In questi giorni è stata una busta di pane integrale ai semi di non so che, comprato sulla via di ritorno da scuola venerdì, prima di sapere la notizia. L'ho finito tutto, cancellando il confine tra il prima e il poi. Quello e basta. Non con il formaggio o con la marmellata. Solo pane. Ritorno alla semplicità. E pure un sacco di mandarini. Che tolgono la nausea che uno ha di solito quando ha pianto un sacco.

- leggere blog a casaccio di altre persone che stanno in giro per il mondo, immergermi nelle loro vite e dimenticarmi della mia per qualche ora.
Ridere delle loro scemenze, capire le loro debolezze, e lasciare commenti qua e là, perché a volte in questo universo cibernetico si ha l'impressione di scrivere nel vuoto.

Uno in particolar modo mi ha aiutato e allora lo voglio ringraziare qua.
http://congedoparentale.blogspot.com/
Grazie Stefano, le storie tue e delle tue bambine mi hanno fatto compagnia durante una notte pressoché insonne e mi hanno fatto sorridere fra le lacrime.
E consiglio a tutti di passarci a visitare il suo blog, quando siete tristi, o incavolati, o annoiati. Fa tornare piccoli, ed era proprio ciò di cui io avevo bisogno.

- guardare dalla finestra il sole che sorge.
Questo rimedio necessariamente legato a un altro, cioè quello di andarmene al letto tipo alle 9, e svegliarmi prima delle 6. In realtà questa è la mia routine slovena, non ho dovuto fare nessuno sforzo. Però di solito alle 6 di mattina sto uscendo di casa pe andare a scuola, invece in questi giorni mi sono seduta alla scrivania, con davanti le mie due tazze di tè e di caffè e ho guardato il cielo.

- farmi una passeggiata fino al castello, non ci andavo da agosto, e vedere le montagne innevate.
Farmi venire il fiatone inerpicandomi su per la collina e poi cercare casa mia dall'alto.


- mettermi i calzini mille colori.
Li porto quasi tutti i giorni in realtà. Ne ho 3 o 4 varietà, 6-7 paia.

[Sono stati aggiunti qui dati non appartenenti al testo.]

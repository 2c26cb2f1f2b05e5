//! Density layout of variants inside a visible window
//!
//! The layout engine is a pure function of the variants, the viewport and the
//! [`LayoutConfig`]. It never performs I/O, so it can be re-run on every
//! viewport change.
//!
//! # Example
//!
//! ```
//! use ferro_sv::config::LayoutConfig;
//! use ferro_sv::layout::{LayoutEngine, Viewport};
//! use ferro_sv::variant::{analyze_variant, VariantRecord};
//!
//! let variants: Vec<_> = [100, 104, 109]
//!     .iter()
//!     .map(|&p| analyze_variant(&VariantRecord::snv(1, p, 'A', 'T'), "1").unwrap())
//!     .collect();
//! let viewport = Viewport::new(1, 1000, 1000.0).unwrap();
//!
//! let layout = LayoutEngine::new(LayoutConfig::default()).layout(&variants, &viewport);
//! // aggregated into one bubble of 3, then expanded back below the threshold
//! assert_eq!(layout.items.len(), 3);
//! ```

pub mod bubble;
pub mod label;
pub mod lanes;
pub mod viewport;

pub use bubble::{aggregate, combine_bubbles, expand_bubbles, is_discrete, Bubble, ItemKind, LayoutItem};
pub use label::{compact_count, LabelMetrics, TextSize};
pub use lanes::{assign_interval_layers, assign_lanes};
pub use viewport::Viewport;

use crate::config::LayoutConfig;
use crate::variant::AnalyzedVariant;
use serde::{Deserialize, Serialize};

/// Render-ready items with their lanes.
#[derive(Debug, Clone, PartialEq, Serialize, Deserialize)]
#[serde(rename_all = "camelCase")]
pub struct Layout {
    pub items: Vec<LayoutItem>,
    /// Highest lane used; sizes the vertical band
    pub max_layer_index: usize,
}

impl Layout {
    pub fn bubbles(&self) -> impl Iterator<Item = &Bubble> {
        self.items.iter().filter_map(LayoutItem::as_bubble)
    }
}

#[derive(Debug, Clone, Default)]
pub struct LayoutEngine {
    config: LayoutConfig,
}

impl LayoutEngine {
    pub fn new(config: LayoutConfig) -> Self {
        Self { config }
    }

    pub fn config(&self) -> &LayoutConfig {
        &self.config
    }

    /// Aggregate, combine, expand (unless collapsed) and assign lanes.
    pub fn layout(&self, variants: &[AnalyzedVariant], viewport: &Viewport) -> Layout {
        let metrics = LabelMetrics::from_config(&self.config);
        let margin = self.config.bubble_margin;

        let mut order: Vec<usize> = (0..variants.len()).collect();
        order.sort_by_key(|&i| variants[i].start_index);

        let items = aggregate(variants, &order, viewport, margin, &metrics);
        let mut items = combine_bubbles(items, viewport, margin, &metrics);
        if !self.config.collapsed {
            items = expand_bubbles(
                items,
                variants,
                u64::from(self.config.expand_threshold),
                &metrics,
            );
        }
        let max_layer_index = assign_lanes(&mut items);

        log::debug!(
            "laid out {} variants as {} items over {} lanes",
            variants.len(),
            items.len(),
            max_layer_index + 1
        );
        Layout {
            items,
            max_layer_index,
        }
    }
}

#[cfg(test)]
mod tests {
    use super::*;
    use crate::variant::{analyze_variant, VariantRecord};

    fn snv(position: u64) -> AnalyzedVariant {
        analyze_variant(&VariantRecord::snv(1, position, 'A', 'G'), "1").unwrap()
    }

    #[test]
    fn test_input_is_sorted_by_start() {
        let variants = vec![snv(900), snv(100)];
        let viewport = Viewport::new(1, 1000, 1000.0).unwrap();
        let layout = LayoutEngine::default().layout(&variants, &viewport);
        assert_eq!(layout.items[0].kind, ItemKind::Variant { index: 1 });
        assert_eq!(layout.items[1].kind, ItemKind::Variant { index: 0 });
    }

    #[test]
    fn test_collapsed_keeps_bubbles() {
        let variants = vec![snv(100), snv(102), snv(104)];
        let viewport = Viewport::new(1, 1000, 1000.0).unwrap();
        let config = LayoutConfig {
            collapsed: true,
            ..Default::default()
        };
        let layout = LayoutEngine::new(config).layout(&variants, &viewport);
        assert_eq!(layout.items.len(), 1);
        assert_eq!(layout.bubbles().next().map(|b| b.variations_count), Some(3));
    }

    #[test]
    fn test_empty_input() {
        let viewport = Viewport::new(1, 1000, 1000.0).unwrap();
        let layout = LayoutEngine::default().layout(&[], &viewport);
        assert!(layout.items.is_empty());
        assert_eq!(layout.max_layer_index, 0);
    }
}
//! Input readers for CLI operations
//!
//! Files ending in `.gz` are decompressed transparently and `-` reads stdin.

use crate::cli::process_input_line;
use crate::error::FerroError;
use crate::variant::VariantRecord;
use flate2::read::MultiGzDecoder;
use serde::de::DeserializeOwned;
use std::fs::File;
use std::io::{self, BufRead, BufReader, Read};
use std::path::Path;

/// Open a file (or stdin for `-`) for buffered reading
pub fn open_input(path: &Path) -> Result<Box<dyn BufRead>, FerroError> {
    if path.as_os_str() == "-" {
        return Ok(Box::new(BufReader::new(io::stdin())));
    }
    let file = File::open(path).map_err(|e| FerroError::Io {
        msg: format!("{}: {}", path.display(), e),
    })?;
    if path.extension().is_some_and(|ext| ext == "gz") {
        Ok(Box::new(BufReader::new(MultiGzDecoder::new(file))))
    } else {
        Ok(Box::new(BufReader::new(file)))
    }
}

/// Read a whole input as text
pub fn read_to_string(path: &Path) -> Result<String, FerroError> {
    let mut content = String::new();
    open_input(path)?.read_to_string(&mut content)?;
    Ok(content)
}

/// Deserialize one JSON document from a file
pub fn read_json<T: DeserializeOwned>(path: &Path) -> Result<T, FerroError> {
    let content = read_to_string(path)?;
    parse_json(&content)
}

fn parse_json<T: DeserializeOwned>(content: &str) -> Result<T, FerroError> {
    let content = crate::cli::strip_bom(content);
    serde_json::from_str(content).map_err(FerroError::from)
}

/// Parse variant records from a JSON array or from JSON Lines.
///
/// In JSON Lines input blank lines and `#` comments are skipped; the line
/// number of a malformed record is part of the error.
pub fn parse_variants(content: &str) -> Result<Vec<VariantRecord>, FerroError> {
    let trimmed = crate::cli::strip_bom(content).trim_start();
    if trimmed.starts_with('[') {
        return parse_json(trimmed);
    }

    let mut records = Vec::new();
    for (number, line) in content.lines().enumerate() {
        let Some(line) = process_input_line(line, number == 0) else {
            continue;
        };
        let record = serde_json::from_str(line).map_err(|e| FerroError::Json {
            msg: format!("line {}: {}", number + 1, e),
        })?;
        records.push(record);
    }
    Ok(records)
}

pub fn read_variants(path: &Path) -> Result<Vec<VariantRecord>, FerroError> {
    parse_variants(&read_to_string(path)?)
}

Questi sono quelli i più belli. La mia unica concessione al mondo tutto blu.
E mi fanno pensare alle facce dei bimbi di prima quando un giorno per insegnargli i colori in inglese al doposcuola mi sono arrotolata i pantaloni e ci siamo messi a dire redorangeyellowgreenbluepurple mentre io gironzolavo stile Sbirulino per la classe.
E perché a zia i miei calzini facevano ridere, e mi chiedeva sempre: ma dove le trovi queste cose?

Ho pure cercato un posto dove accendere una candelina e lasciarla lì, ma non ne ho trovato nessuno, dunque andrò in giro con una candela e fiammiferi nella giacca finché non troverò il posto adeguato.

Grazie a tutti quelli che in questi giorni mi hanno mandato messaggi e mi sono stati vicini.
Prometto che nei prossimi giorni cercherò di combinarne delle mie a più non posso per ricambiare la pazienza.

14.1.12

Ciao Zia. Mi manchi già.

Ho avuto due settimane quasi per assimilare l'idea che una parte di me se ne stava per volare via. Devo scrivere perché non sono là, non ho avuto il privilegio di salutarla se non per telefono qualche giorno fa.
E ora che gli altri si riuniscono davanti a lei che se ne va, io sto qua da sola nella mia stanza, con il sole che fa capolino fra le nuvole e rispecchia il mio umore, perso fra tristezza e ricordi.

Ieri mia zia Fernanda se n'è andata.
Aveva quasi 94 anni, ed ha vissuto una vita lunga e piena di viaggi,di persone, di difficoltà e di momenti felici.
Lei era piccoletta ma tostissima.
Di quelle che all'apparenza sono buone buone, ma sotto sotto hanno un grinta che le generazioni di ora ci possiamo solo sognare.
Io ho avuto la grandissima fortuna di condividere tanto tempo con lei quando ero piccola, e anche quando ero più grandicella, perché non avendo figli e nipoti suoi era come un'altra nonna, ma con la testa di una cugina sbarazzina certe volte.

Vi faccio un po' piangere prima, ok? Perché io piango da ieri e ho bisogno di smettere perché sto annacquando il computer. Ma magari ci scappa pure qualche risata nel mezzo.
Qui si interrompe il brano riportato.